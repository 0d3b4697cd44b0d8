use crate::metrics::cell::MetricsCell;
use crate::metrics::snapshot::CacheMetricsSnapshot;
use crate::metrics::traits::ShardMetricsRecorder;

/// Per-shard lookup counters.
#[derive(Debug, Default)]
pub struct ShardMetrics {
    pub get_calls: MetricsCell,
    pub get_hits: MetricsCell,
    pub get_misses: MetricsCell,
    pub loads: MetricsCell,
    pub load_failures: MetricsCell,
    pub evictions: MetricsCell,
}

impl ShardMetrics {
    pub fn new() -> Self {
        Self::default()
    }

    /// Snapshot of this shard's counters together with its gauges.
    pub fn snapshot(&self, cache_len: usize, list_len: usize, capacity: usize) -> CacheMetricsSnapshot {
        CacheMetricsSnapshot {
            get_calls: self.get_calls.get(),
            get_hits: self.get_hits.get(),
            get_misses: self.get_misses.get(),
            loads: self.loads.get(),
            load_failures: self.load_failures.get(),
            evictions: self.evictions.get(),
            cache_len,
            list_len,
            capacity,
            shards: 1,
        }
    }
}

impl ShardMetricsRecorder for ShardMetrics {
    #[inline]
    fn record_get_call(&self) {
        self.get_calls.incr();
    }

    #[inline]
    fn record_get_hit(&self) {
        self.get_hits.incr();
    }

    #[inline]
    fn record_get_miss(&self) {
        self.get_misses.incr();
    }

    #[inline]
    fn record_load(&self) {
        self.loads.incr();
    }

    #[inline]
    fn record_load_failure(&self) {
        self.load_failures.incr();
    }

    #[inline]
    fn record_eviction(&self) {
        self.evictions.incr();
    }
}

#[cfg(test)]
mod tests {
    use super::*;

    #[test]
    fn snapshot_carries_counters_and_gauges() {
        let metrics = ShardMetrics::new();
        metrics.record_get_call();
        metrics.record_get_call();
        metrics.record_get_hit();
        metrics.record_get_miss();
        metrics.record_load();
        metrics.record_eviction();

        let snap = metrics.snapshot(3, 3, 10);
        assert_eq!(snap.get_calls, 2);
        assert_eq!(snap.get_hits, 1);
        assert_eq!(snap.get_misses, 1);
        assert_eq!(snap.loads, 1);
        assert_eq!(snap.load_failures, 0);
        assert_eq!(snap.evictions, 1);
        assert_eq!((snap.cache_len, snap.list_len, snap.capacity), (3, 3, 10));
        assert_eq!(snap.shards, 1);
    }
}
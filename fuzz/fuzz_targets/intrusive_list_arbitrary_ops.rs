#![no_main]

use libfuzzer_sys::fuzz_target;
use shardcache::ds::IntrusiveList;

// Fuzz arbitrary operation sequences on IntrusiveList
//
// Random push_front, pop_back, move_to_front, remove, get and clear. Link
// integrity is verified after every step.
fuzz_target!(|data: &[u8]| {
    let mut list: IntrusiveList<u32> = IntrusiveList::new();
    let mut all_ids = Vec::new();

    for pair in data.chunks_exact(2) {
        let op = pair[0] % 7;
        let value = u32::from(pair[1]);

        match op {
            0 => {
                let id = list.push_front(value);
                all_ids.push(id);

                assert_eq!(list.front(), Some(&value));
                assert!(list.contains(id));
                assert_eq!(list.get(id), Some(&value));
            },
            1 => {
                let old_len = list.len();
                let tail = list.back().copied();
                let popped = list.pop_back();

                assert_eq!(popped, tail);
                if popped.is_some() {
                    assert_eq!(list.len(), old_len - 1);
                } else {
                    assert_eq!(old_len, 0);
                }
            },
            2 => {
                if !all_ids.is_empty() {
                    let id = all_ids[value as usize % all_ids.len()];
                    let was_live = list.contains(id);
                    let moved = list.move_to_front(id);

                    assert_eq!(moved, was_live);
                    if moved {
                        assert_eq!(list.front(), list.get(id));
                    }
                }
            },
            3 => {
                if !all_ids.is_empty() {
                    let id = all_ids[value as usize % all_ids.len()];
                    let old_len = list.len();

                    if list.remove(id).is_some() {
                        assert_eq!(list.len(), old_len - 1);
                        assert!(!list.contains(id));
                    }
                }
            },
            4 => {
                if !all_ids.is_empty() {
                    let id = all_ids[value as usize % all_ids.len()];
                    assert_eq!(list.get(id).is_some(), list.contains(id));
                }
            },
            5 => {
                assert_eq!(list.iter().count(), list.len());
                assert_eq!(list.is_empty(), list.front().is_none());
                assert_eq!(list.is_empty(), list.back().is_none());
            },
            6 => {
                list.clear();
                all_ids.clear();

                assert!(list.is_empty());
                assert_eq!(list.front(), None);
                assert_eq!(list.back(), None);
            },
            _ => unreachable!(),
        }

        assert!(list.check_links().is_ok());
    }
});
* * *
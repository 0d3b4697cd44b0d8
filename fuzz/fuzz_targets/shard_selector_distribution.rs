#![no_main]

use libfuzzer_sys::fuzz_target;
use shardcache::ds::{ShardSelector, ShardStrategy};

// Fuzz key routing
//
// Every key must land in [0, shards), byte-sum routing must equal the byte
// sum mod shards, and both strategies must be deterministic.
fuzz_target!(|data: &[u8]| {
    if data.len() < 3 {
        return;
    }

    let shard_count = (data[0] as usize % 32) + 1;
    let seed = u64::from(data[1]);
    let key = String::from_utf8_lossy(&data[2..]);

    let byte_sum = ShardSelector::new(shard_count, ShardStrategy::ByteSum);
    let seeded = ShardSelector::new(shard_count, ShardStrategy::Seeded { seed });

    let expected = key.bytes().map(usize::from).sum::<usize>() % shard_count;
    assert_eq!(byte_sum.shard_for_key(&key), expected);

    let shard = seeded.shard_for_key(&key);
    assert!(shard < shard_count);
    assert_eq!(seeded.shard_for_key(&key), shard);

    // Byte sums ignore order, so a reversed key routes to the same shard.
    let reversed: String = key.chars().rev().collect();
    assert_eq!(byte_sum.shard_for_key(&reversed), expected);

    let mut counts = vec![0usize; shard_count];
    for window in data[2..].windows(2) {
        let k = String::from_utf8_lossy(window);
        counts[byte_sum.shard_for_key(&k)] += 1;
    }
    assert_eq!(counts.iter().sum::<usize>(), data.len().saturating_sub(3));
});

[Brief] Starting with the line with "let shard = seeded.shard_for_key(&key);" above and going on through the line with "the same shard.", transcribe every line exactly, both ends included, and add nothing.

[Completed task]
    let shard = seeded.shard_for_key(&key);
    assert!(shard < shard_count);
    assert_eq!(seeded.shard_for_key(&key), shard);

    // Byte sums ignore order, so a reversed key routes to the same shard.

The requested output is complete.